The bill now goes to the Senate, which is expected to add some version of President Bush’s guest-worker plan, which would allow some illegal immigrants to stay in the country temporarily to fill jobs.

The House bill’s progress was a victory for Rep. Tom Tancredo, R-Colo., an immigration hardliner who heads the Congressional Immigration Reform Caucus.

His outspokenness on the issue has alienated the Republican leadership, but during the debate over the bill, he became a dealmaker.

“I don’t believe I’ve ever seen anything like this, the way it has played out,” he said. “We have made enormous strides with this bill, more than I anticipated we could do in this Congress.”

Tancredo said his next step will be pressuring senators to vote for a tough immigration bill without a guest-worker provision.

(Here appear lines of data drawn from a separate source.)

//! Dice service configuration.
//!
//! Configuration is loaded from environment variables. Every value has a
//! default, so an empty environment yields a working server.

use std::collections::HashMap;
use std::env;
use std::path::PathBuf;
use std::str::FromStr;
use std::time::Duration;
use thiserror::Error;

use crate::actors::{RoomSettings, SessionSettings};

/// Default HTTP/WebSocket bind address.
pub const DEFAULT_BIND_ADDRESS: &str = "0.0.0.0:8080";

/// Default frontend directory for release builds.
pub const DEFAULT_FRONTEND_DIR: &str = "frontend-build";

/// Default frontend directory when `DICE_DEBUG` is set.
pub const DEFAULT_DEBUG_FRONTEND_DIR: &str = "frontend/public";

/// Default time an empty room waits before tearing itself down.
pub const DEFAULT_ROOM_IDLE_SECONDS: u64 = 60;

/// Default number of roll results replayed to latecomers.
pub const DEFAULT_CACHED_RESULTS: usize = 10;

/// Default WebSocket ping period in seconds.
pub const DEFAULT_PING_PERIOD_SECONDS: u64 = 54;

/// Default read deadline in seconds. Must exceed the ping period.
pub const DEFAULT_PONG_WAIT_SECONDS: u64 = 60;

/// Default write deadline in seconds.
pub const DEFAULT_WRITE_WAIT_SECONDS: u64 = 10;

/// Dice service configuration.
#[derive(Debug, Clone)]
pub struct Config {
    /// HTTP/WebSocket bind address (default: "0.0.0.0:8080").
    pub bind_address: String,

    /// Directory the frontend is served from.
    pub frontend_dir: PathBuf,

    /// Debug mode: verbose logging and the development frontend directory.
    pub debug: bool,

    /// Seconds an empty room lingers before it is removed.
    pub room_idle_seconds: u64,

    /// Roll results kept per room for replay to new participants.
    pub cached_results: usize,

    /// WebSocket ping period in seconds.
    pub ping_period_seconds: u64,

    /// Read deadline in seconds, refreshed by every inbound frame.
    pub pong_wait_seconds: u64,

    /// Write deadline in seconds.
    pub write_wait_seconds: u64,
}

#[derive(Debug, Error)]
pub enum ConfigError {
    #[error("Invalid configuration value: {0}")]
    InvalidValue(String),
}

impl Config {
    /// Load configuration from environment variables.
    pub fn from_env() -> Result<Self, ConfigError> {
        Self::from_vars(&env::vars().collect())
    }

    /// Load configuration from a `HashMap` (for testing).
    pub fn from_vars(vars: &HashMap<String, String>) -> Result<Self, ConfigError> {
        let bind_address = vars
            .get("DICE_BIND_ADDRESS")
            .cloned()
            .unwrap_or_else(|| DEFAULT_BIND_ADDRESS.to_string());

        let debug = parse_bool(vars, "DICE_DEBUG")?;

        let frontend_dir = vars.get("DICE_FRONTEND_DIR").map_or_else(
            || {
                if debug {
                    PathBuf::from(DEFAULT_DEBUG_FRONTEND_DIR)
                } else {
                    PathBuf::from(DEFAULT_FRONTEND_DIR)
                }
            },
            PathBuf::from,
        );

        let room_idle_seconds =
            parse_or(vars, "DICE_ROOM_IDLE_SECONDS", DEFAULT_ROOM_IDLE_SECONDS)?;
        let cached_results = parse_or(vars, "DICE_CACHED_RESULTS", DEFAULT_CACHED_RESULTS)?;
        let ping_period_seconds =
            parse_or(vars, "DICE_PING_PERIOD_SECONDS", DEFAULT_PING_PERIOD_SECONDS)?;
        let pong_wait_seconds =
            parse_or(vars, "DICE_PONG_WAIT_SECONDS", DEFAULT_PONG_WAIT_SECONDS)?;
        let write_wait_seconds =
            parse_or(vars, "DICE_WRITE_WAIT_SECONDS", DEFAULT_WRITE_WAIT_SECONDS)?;

        if ping_period_seconds == 0 {
            return Err(ConfigError::InvalidValue(
                "DICE_PING_PERIOD_SECONDS must be greater than zero".to_string(),
            ));
        }

        // A ping must go out before the peer's deadline can expire
        if pong_wait_seconds <= ping_period_seconds {
            return Err(ConfigError::InvalidValue(format!(
                "DICE_PONG_WAIT_SECONDS ({pong_wait_seconds}) must exceed \
                 DICE_PING_PERIOD_SECONDS ({ping_period_seconds})"
            )));
        }

        if write_wait_seconds == 0 {
            return Err(ConfigError::InvalidValue(
                "DICE_WRITE_WAIT_SECONDS must be greater than zero".to_string(),
            ));
        }

        Ok(Config {
            bind_address,
            frontend_dir,
            debug,
            room_idle_seconds,
            cached_results,
            ping_period_seconds,
            pong_wait_seconds,
            write_wait_seconds,
        })
    }

    /// Settings handed to every room actor.
    pub fn room_settings(&self) -> RoomSettings {
        RoomSettings {
            idle_timeout: Duration::from_secs(self.room_idle_seconds),
            cached_results: self.cached_results,
        }
    }

    /// Settings handed to every roller actor.
    pub fn session_settings(&self) -> SessionSettings {
        SessionSettings {
            ping_period: Duration::from_secs(self.ping_period_seconds),
            read_timeout: Duration::from_secs(self.pong_wait_seconds),
            write_timeout: Duration::from_secs(self.write_wait_seconds),
        }
    }
}

fn parse_or<T: FromStr>(
    vars: &HashMap<String, String>,
    key: &str,
    default: T,
) -> Result<T, ConfigError> {
    match vars.get(key) {
        None => Ok(default),
        Some(raw) => raw
            .trim()
            .parse()
            .map_err(|_| ConfigError::InvalidValue(format!("{key}={raw:?} is not a valid value"))),
    }
}

fn parse_bool(vars: &HashMap<String, String>, key: &str) -> Result<bool, ConfigError> {
    match vars.get(key).map(|v| v.trim().to_ascii_lowercase()) {
        None => Ok(false),
        Some(v) => match v.as_str() {
            "1" | "true" | "yes" | "on" => Ok(true),
            "" | "0" | "false" | "no" | "off" => Ok(false),
            _ => Err(ConfigError::InvalidValue(format!(
                "{key}={v:?} is not a boolean"
            ))),
        },
    }
}

#[cfg(test)]
#[allow(clippy::unwrap_used, clippy::expect_used)]
mod tests {
    use super::*;

    #[test]
    fn test_from_vars_success_with_defaults() {
        let config = Config::from_vars(&HashMap::new()).expect("Config should load successfully");

        assert_eq!(config.bind_address, DEFAULT_BIND_ADDRESS);
        assert_eq!(config.frontend_dir, PathBuf::from(DEFAULT_FRONTEND_DIR));
        assert!(!config.debug);
        assert_eq!(config.room_idle_seconds, DEFAULT_ROOM_IDLE_SECONDS);
        assert_eq!(config.cached_results, DEFAULT_CACHED_RESULTS);
        assert_eq!(config.ping_period_seconds, DEFAULT_PING_PERIOD_SECONDS);
        assert_eq!(config.pong_wait_seconds, DEFAULT_PONG_WAIT_SECONDS);
        assert_eq!(config.write_wait_seconds, DEFAULT_WRITE_WAIT_SECONDS);
    }

    #[test]
    fn test_from_vars_success_with_custom_values() {
        let vars = HashMap::from([
            ("DICE_BIND_ADDRESS".to_string(), "127.0.0.1:9000".to_string()),
            ("DICE_FRONTEND_DIR".to_string(), "/srv/dice".to_string()),
            ("DICE_ROOM_IDLE_SECONDS".to_string(), "5".to_string()),
            ("DICE_CACHED_RESULTS".to_string(), "3".to_string()),
            ("DICE_PING_PERIOD_SECONDS".to_string(), "9".to_string()),
            ("DICE_PONG_WAIT_SECONDS".to_string(), "10".to_string()),
            ("DICE_WRITE_WAIT_SECONDS".to_string(), "2".to_string()),
        ]);

        let config = Config::from_vars(&vars).expect("Config should load successfully");

        assert_eq!(config.bind_address, "127.0.0.1:9000");
        assert_eq!(config.frontend_dir, PathBuf::from("/srv/dice"));
        assert_eq!(config.room_settings().idle_timeout, Duration::from_secs(5));
        assert_eq!(config.room_settings().cached_results, 3);

        let session = config.session_settings();
        assert_eq!(session.ping_period, Duration::from_secs(9));
        assert_eq!(session.read_timeout, Duration::from_secs(10));
        assert_eq!(session.write_timeout, Duration::from_secs(2));
    }

    #[test]
    fn test_debug_switches_frontend_dir() {
        let vars = HashMap::from([("DICE_DEBUG".to_string(), "true".to_string())]);
        let config = Config::from_vars(&vars).expect("Config should load successfully");

        assert!(config.debug);
        assert_eq!(config.frontend_dir, PathBuf::from(DEFAULT_DEBUG_FRONTEND_DIR));

        // An explicit directory wins over the debug default
        let vars = HashMap::from([
            ("DICE_DEBUG".to_string(), "1".to_string()),
            ("DICE_FRONTEND_DIR".to_string(), "web".to_string()),
        ]);
        let config = Config::from_vars(&vars).expect("Config should load successfully");
        assert_eq!(config.frontend_dir, PathBuf::from("web"));
    }

    #[test]
    fn test_invalid_number_rejected() {
        let vars = HashMap::from([("DICE_CACHED_RESULTS".to_string(), "ten".to_string())]);

        let result = Config::from_vars(&vars);
        assert!(
            matches!(result, Err(ConfigError::InvalidValue(msg)) if msg.contains("DICE_CACHED_RESULTS"))
        );
    }

    #[test]
    fn test_invalid_bool_rejected() {
        let vars = HashMap::from([("DICE_DEBUG".to_string(), "maybe".to_string())]);

        assert!(matches!(
            Config::from_vars(&vars),
            Err(ConfigError::InvalidValue(_))
        ));
    }

    #[test]
    fn test_pong_wait_must_exceed_ping_period() {
        let vars = HashMap::from([
            ("DICE_PING_PERIOD_SECONDS".to_string(), "60".to_string()),
            ("DICE_PONG_WAIT_SECONDS".to_string(), "60".to_string()),
        ]);

        let result = Config::from_vars(&vars);
        assert!(
            matches!(result, Err(ConfigError::InvalidValue(msg)) if msg.contains("must exceed"))
        );
    }

    #[test]
    fn test_zero_write_wait_rejected() {
        let vars = HashMap::from([("DICE_WRITE_WAIT_SECONDS".to_string(), "0".to_string())]);

        assert!(matches!(
            Config::from_vars(&vars),
            Err(ConfigError::InvalidValue(_))
        ));
    }
}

“Now, we start the victory tour around the country, especially in the states where we need the Senate votes,” said Tancredo, who already has traveled to several states this year in an effort to force the immigration issue into the 2008 presidential contest.

Supporters of the bill said that increased control of the U.S.- Mexico border is vital to ensuring security and that the United States is straining under the burden of an estimated 11 million illegal immigrants.

“I think since we have failed to enforce the law, everybody feels victimized, including those who are here illegally,” said Rep. Bob Beauprez, R-Colo.

The bill’s critics, however, called it a xenophobic measure that punishes some of society’s most vulnerable workers in the name of homeland security.

“There is no group of American workers who work harder for less money than illegal immigrants,” said Rep. Jim Moran, D-Va. “They’re willing to walk across miles of desert for jobs that Americans won’t do. We’ve got to respect that.”

The bill’s fate was forecast in procedural votes Thursday and Friday, in which most Republicans voted for the measure.

Tancredo and his allies threatened to derail the bill if guest- worker provisions were included.

The threat worked, and House leaders nixed guest-worker language in a closed-door meeting with members, but it’s likely to be reinserted by the Senate or by the House-Senate conference committee that will work out differences in the bill. The guest- worker plan is advocated by industries that depend on immigrant labor.

“I’m hoping the Senate passes something, then the wrestling match starts,” Beauprez said, adding that the guest-worker issue “is not even close to being resolved.”

The immigration debate has revealed a sharp split within Republican ranks.

GOP conservatives such as Tancredo have defied the party’s usual allies in the business community, who say the bill’s requirement to check workers’ legal status is too much of a burden on employers.

But the bill also exposed divisions in the Democratic Party. When the House voted to build a fence at the border, 49 Democrats voted against their leadership by backing the barrier.

The bill also would order the federal government to employ the personnel and technology needed to secure the border and would end the practice of “catch-and-release” for non- Mexican immigrants.

House leaders blocked a proposal to end the practice of granting automatic citizenship to the children of illegal immigrants born in the United States.